[Data for processing]

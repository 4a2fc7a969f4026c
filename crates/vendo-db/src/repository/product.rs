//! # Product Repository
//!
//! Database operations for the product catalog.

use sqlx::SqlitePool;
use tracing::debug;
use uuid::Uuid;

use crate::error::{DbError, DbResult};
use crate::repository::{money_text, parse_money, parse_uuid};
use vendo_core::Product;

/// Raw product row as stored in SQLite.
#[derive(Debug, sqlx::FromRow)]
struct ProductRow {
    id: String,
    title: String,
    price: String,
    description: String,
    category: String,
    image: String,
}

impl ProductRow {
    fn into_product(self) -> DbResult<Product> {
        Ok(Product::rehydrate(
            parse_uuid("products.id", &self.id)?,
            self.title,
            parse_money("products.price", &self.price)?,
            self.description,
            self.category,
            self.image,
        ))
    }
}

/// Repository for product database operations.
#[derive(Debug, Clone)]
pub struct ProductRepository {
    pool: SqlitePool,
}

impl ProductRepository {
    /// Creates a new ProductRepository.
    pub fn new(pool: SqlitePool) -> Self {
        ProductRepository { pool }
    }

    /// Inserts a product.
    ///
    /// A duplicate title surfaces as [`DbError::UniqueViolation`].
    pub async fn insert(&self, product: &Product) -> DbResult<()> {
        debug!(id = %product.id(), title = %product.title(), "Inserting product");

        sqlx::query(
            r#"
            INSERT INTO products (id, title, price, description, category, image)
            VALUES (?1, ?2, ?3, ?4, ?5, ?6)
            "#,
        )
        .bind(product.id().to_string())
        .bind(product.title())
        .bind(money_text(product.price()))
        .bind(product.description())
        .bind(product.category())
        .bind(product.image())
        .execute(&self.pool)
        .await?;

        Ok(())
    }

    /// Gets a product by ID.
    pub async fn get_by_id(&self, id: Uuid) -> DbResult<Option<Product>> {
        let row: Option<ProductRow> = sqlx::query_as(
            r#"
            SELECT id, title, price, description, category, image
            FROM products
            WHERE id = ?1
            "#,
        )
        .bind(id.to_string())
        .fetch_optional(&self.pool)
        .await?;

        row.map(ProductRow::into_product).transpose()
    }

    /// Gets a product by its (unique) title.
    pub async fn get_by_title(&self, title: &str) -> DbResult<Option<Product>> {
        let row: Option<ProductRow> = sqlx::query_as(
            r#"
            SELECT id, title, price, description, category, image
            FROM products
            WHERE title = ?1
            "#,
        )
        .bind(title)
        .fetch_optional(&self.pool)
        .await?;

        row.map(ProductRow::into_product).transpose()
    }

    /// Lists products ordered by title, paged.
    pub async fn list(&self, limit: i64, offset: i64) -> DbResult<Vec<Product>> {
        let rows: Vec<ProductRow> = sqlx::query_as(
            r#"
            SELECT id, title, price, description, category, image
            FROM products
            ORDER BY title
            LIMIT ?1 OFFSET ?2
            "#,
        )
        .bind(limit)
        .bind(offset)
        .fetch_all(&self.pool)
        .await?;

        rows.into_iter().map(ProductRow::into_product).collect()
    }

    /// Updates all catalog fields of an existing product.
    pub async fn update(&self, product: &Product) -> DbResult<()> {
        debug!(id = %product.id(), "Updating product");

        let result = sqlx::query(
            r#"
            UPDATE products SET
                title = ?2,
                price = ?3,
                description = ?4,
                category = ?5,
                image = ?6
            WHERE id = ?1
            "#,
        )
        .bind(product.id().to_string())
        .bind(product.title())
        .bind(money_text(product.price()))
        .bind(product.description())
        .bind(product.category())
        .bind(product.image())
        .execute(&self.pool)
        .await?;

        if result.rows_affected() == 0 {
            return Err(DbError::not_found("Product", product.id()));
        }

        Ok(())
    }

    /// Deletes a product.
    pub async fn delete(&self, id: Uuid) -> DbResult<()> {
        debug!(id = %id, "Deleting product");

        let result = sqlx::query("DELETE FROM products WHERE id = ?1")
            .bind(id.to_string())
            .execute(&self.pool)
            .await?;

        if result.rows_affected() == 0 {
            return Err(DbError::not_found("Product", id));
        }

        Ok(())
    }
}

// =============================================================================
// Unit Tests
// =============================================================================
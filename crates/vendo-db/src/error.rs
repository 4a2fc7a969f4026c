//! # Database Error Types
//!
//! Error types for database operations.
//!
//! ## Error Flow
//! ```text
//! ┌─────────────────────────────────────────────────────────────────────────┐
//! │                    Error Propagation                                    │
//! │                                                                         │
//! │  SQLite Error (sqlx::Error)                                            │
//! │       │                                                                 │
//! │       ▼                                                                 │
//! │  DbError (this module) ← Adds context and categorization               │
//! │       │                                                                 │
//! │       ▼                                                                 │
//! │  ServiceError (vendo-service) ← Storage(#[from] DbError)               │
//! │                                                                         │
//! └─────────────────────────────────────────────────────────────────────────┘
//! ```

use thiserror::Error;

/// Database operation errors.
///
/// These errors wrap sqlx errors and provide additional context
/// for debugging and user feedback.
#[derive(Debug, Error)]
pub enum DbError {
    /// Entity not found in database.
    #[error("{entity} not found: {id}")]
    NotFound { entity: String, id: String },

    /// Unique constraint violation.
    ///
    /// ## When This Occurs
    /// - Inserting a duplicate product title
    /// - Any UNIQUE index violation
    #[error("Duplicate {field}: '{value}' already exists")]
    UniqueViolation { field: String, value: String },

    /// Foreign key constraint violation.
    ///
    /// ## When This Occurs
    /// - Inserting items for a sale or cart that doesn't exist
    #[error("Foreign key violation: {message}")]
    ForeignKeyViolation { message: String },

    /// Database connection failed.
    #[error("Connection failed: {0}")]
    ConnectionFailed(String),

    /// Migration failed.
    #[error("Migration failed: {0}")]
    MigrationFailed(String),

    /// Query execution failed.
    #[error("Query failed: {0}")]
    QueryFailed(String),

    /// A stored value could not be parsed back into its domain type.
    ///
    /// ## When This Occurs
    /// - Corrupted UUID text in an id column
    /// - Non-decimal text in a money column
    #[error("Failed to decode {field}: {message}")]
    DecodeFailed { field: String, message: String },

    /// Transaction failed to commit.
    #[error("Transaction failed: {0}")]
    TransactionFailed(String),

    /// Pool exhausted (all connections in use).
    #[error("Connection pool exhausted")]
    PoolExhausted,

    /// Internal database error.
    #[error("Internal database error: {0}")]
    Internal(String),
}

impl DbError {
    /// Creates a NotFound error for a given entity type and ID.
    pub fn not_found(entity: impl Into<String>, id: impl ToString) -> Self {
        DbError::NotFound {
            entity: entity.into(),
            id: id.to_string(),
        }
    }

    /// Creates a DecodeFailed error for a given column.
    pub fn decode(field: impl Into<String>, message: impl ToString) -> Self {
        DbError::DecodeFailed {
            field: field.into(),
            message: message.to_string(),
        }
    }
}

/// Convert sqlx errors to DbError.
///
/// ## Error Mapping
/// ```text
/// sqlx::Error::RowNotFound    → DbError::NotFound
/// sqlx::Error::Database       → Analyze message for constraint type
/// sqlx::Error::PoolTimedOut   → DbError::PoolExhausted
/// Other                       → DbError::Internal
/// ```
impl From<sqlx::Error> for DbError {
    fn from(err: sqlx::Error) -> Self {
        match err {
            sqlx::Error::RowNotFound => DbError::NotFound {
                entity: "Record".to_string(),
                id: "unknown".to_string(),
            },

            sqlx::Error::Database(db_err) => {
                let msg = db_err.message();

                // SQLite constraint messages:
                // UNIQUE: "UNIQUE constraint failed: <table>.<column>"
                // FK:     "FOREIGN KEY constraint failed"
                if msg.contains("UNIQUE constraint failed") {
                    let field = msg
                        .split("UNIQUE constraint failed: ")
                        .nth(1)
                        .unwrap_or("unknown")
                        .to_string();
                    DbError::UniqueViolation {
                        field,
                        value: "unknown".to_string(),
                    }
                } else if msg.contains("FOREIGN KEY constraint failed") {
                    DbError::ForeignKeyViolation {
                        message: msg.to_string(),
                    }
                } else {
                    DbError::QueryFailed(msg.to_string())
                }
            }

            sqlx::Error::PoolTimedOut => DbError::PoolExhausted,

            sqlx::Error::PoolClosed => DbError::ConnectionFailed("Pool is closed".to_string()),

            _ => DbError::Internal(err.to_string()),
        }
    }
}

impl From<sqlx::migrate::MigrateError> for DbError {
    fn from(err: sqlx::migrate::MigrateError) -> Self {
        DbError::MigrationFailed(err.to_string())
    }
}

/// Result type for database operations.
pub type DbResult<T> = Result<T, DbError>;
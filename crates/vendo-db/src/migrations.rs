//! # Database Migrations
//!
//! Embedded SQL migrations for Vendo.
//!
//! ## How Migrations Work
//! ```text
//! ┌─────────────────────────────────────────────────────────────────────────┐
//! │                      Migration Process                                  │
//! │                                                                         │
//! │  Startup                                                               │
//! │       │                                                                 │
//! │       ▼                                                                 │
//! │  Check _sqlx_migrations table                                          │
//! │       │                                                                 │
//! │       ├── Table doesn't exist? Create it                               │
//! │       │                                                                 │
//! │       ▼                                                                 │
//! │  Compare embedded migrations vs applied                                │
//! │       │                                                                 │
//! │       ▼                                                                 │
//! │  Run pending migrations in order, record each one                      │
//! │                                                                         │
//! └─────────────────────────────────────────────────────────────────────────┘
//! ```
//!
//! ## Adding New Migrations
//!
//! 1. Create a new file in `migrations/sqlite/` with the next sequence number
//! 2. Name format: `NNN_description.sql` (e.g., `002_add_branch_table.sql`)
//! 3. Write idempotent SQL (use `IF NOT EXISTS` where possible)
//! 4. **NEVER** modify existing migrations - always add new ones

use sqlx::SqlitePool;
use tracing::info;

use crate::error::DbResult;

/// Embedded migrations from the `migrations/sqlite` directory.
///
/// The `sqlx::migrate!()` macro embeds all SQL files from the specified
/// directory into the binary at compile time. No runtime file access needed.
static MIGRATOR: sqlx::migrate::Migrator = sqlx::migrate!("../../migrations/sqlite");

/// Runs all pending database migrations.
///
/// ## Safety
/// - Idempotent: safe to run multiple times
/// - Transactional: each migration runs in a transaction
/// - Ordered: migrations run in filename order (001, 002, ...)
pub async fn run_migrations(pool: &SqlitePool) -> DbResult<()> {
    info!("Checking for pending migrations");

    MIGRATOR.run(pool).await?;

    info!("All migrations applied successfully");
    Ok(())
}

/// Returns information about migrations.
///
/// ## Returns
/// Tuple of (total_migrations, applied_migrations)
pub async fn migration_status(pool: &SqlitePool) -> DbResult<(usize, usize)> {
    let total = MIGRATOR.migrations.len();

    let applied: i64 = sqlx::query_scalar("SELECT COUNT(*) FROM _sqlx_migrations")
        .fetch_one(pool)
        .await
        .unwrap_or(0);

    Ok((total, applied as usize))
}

[What the task requires] Your answer should consist of all lines above that include the string "RowNotFound".

[Final answer]
/// sqlx::Error::RowNotFound    → DbError::NotFound
            sqlx::Error::RowNotFound => DbError::NotFound {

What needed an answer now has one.